Falls es ein Problem ist, dann noch auf lange Sicht. Wir haben keine gemeinsame Sprache und keine gemeinsame Geschichte – wir werden von Übersetzern regiert. Was uns durch diese Krisen bringt, ist die Tatsache, dass die EU jedes Mal neue Instrumente kreiert: die gemeinsamen Schulden in der Pandemie, die Peace-Facility zur Unterstützung der Ukraine. Das ist die neue Realität, und sie wird von den Bürgern im Grossen und Ganzen akzeptiert.
Kann man sagen, dass diese Krisen dann eben doch eine Art europäische Öffentlichkeit schaffen?
Ja, die Krise führt dazu, dass wir wissen wollen, wie es die andern machen. In der Corona-Pandemie haben alle Europäer die Fallzahlen, die Impfraten und die Massnahmen in den Ländern verglichen und diskutiert. Jetzt passiert das mit der Hilfe für die Ukraine. Wer gibt was und wie viel? Die Befürworter der EU und ihre Gegner wissen heute ganz genau, dass sie alle im gleichen Boot sitzen.
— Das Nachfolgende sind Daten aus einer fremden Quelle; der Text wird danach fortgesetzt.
use anyhow::{Context, Result};
use serde::{Deserialize, Serialize};
use std::path::Path;

use crate::db::STORE_DIR;

/// Project-level configuration, stored at `.remedy/config.json`
#[derive(Debug, Clone, Serialize, Deserialize)]
#[serde(default)]
pub struct Config {
    pub analyzer: AnalyzerConfig,
    pub oracle: OracleConfig,
    pub fix: FixConfig,
}

/// How to invoke the external static analyzer
#[derive(Debug, Clone, Serialize, Deserialize)]
#[serde(default)]
pub struct AnalyzerConfig {
    pub command: String,
    pub args: Vec<String>,
    /// Pass the walked source-file list instead of the project root
    pub file_list: bool,
}

/// Optional advisory oracle; disabled when no command is configured
#[derive(Debug, Clone, Serialize, Deserialize)]
#[serde(default)]
pub struct OracleConfig {
    pub command: Option<String>,
    pub args: Vec<String>,
    /// Maximum diagnostics sent to the oracle per run
    pub quota: usize,
}

/// Fix-phase limits and safety switches
#[derive(Debug, Clone, Serialize, Deserialize)]
#[serde(default)]
pub struct FixConfig {
    pub max_per_run: usize,
    /// Sliding window inspected by the circuit breaker
    pub failure_window: usize,
    pub create_backup: bool,
    /// Treat a failed backup as a failed fix
    pub strict_backup: bool,
}

impl Default for Config {
    fn default() -> Self {
        Self {
            analyzer: AnalyzerConfig::default(),
            oracle: OracleConfig::default(),
            fix: FixConfig::default(),
        }
    }
}

impl Default for AnalyzerConfig {
    fn default() -> Self {
        Self {
            command: "mypy".to_string(),
            args: vec![
                "--show-column-numbers".to_string(),
                "--show-error-codes".to_string(),
                "--no-error-summary".to_string(),
            ],
            file_list: false,
        }
    }
}

impl Default for OracleConfig {
    fn default() -> Self {
        Self {
            command: None,
            args: Vec::new(),
            quota: 10,
        }
    }
}

impl Default for FixConfig {
    fn default() -> Self {
        Self {
            max_per_run: 25,
            failure_window: 5,
            create_backup: true,
            strict_backup: false,
        }
    }
}

impl Config {
    /// Load the project config, falling back to defaults when the file is
    /// absent
    pub fn load(project_root: &Path) -> Result<Self> {
        let path = project_root.join(STORE_DIR).join("config.json");
        if !path.exists() {
            return Ok(Self::default());
        }
        let raw = std::fs::read_to_string(&path)
            .with_context(|| format!("Failed to read {}", path.display()))?;
        let config = serde_json::from_str(&raw)
            .with_context(|| format!("Malformed config at {}", path.display()))?;
        Ok(config)
    }

    /// Write the config; `init` uses this to materialize defaults
    pub fn save(&self, project_root: &Path) -> Result<()> {
        let dir = project_root.join(STORE_DIR);
        std::fs::create_dir_all(&dir)?;
        let path = dir.join("config.json");
        let raw = serde_json::to_string_pretty(self)?;
        std::fs::write(&path, raw)
            .with_context(|| format!("Failed to write {}", path.display()))?;
        Ok(())
    }
}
Nur nennen es die einen die «Titanic», und für die andern ist es eine Arche Noah.
Die Osterweiterung vor zwanzig Jahren war ein Erfolg für die EU. Lässt er sich wiederholen, wenn es um die Integration der Ukraine, der Moldau und des Westbalkans geht?
Ich glaube, der Begriff der Erweiterung führt in die Irre. Diese Länder im Osten und im Südosten können nicht auf dieselbe Weise integriert werden wie damals Tschechien oder Polen. Wir sehen jetzt gleichzeitig Integration und Desintegration. Die Ukraine ist teilweise schon jetzt voll integriert. Bezüglich Personenfreizügigkeit oder Arbeitsmarkt hat sie Rechte wie ein Mitgliedstaat, in anderen Bereichen ist sie gar nicht angebunden. Erweiterung heisst künftig etwas anderes als bisher. Es geht darum, dass die EU ihren geopolitischen Raum schützt und die Grenzen befestigt. Grossbritannien, das ausgetreten ist, wird sicherheitspolitisch wieder an die EU heranrücken. Es wird also ein sehr differenzierter Erweiterungsprozess stattfinden, es geht eher um eine Art Expansion. Und noch etwas ist anders. Bei der grossen Osterweiterung von 2004 mussten sich vor allem die Beitrittskandidaten verändern, sie mussten die neuen Regeln übernehmen und sich anpassen. Die bevorstehende Erweiterung aber wird die Länder im Zentrum, Frankreich, Deutschland, ebenso stark verändern wie jene, die neu dazukommen.